:: EXERCISE ::
State how many lines in the records below contain the string "PipelineOutput", and give nothing besides that number.

:: SUPPLIED MATERIAL ::
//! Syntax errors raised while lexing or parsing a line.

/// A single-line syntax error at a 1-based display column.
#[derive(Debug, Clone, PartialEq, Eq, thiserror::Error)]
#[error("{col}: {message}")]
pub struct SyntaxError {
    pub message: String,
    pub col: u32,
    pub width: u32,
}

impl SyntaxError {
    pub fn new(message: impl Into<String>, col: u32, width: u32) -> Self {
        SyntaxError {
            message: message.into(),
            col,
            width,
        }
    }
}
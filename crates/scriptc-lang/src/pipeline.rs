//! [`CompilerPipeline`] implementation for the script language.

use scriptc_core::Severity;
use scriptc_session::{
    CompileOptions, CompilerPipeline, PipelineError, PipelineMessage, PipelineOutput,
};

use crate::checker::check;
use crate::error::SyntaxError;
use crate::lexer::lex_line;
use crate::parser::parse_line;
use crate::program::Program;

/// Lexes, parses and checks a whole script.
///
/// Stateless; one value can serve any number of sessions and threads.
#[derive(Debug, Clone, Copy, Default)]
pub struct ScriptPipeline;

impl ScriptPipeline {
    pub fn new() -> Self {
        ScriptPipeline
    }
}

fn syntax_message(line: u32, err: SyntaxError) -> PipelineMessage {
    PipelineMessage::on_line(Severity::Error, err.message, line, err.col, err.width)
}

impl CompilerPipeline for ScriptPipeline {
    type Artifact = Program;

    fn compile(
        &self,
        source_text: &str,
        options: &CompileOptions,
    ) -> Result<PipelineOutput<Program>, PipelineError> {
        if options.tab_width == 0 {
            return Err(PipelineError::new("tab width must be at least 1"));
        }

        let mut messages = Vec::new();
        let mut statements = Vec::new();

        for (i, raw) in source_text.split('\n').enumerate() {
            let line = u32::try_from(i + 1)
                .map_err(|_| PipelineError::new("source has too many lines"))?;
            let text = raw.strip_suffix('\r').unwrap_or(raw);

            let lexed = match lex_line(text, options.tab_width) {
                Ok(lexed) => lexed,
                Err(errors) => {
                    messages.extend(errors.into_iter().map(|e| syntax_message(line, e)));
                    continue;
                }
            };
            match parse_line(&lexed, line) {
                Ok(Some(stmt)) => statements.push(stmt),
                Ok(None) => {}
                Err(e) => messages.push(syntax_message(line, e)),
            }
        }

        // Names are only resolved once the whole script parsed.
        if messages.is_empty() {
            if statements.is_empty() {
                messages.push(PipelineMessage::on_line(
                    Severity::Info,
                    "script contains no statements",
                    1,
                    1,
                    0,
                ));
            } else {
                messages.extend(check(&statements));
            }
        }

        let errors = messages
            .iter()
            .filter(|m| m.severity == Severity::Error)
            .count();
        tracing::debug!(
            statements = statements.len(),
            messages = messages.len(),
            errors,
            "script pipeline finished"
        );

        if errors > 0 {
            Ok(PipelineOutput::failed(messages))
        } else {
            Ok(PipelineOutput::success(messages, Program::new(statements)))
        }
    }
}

:: OUTPUT FOR THIS EXERCISE ::
4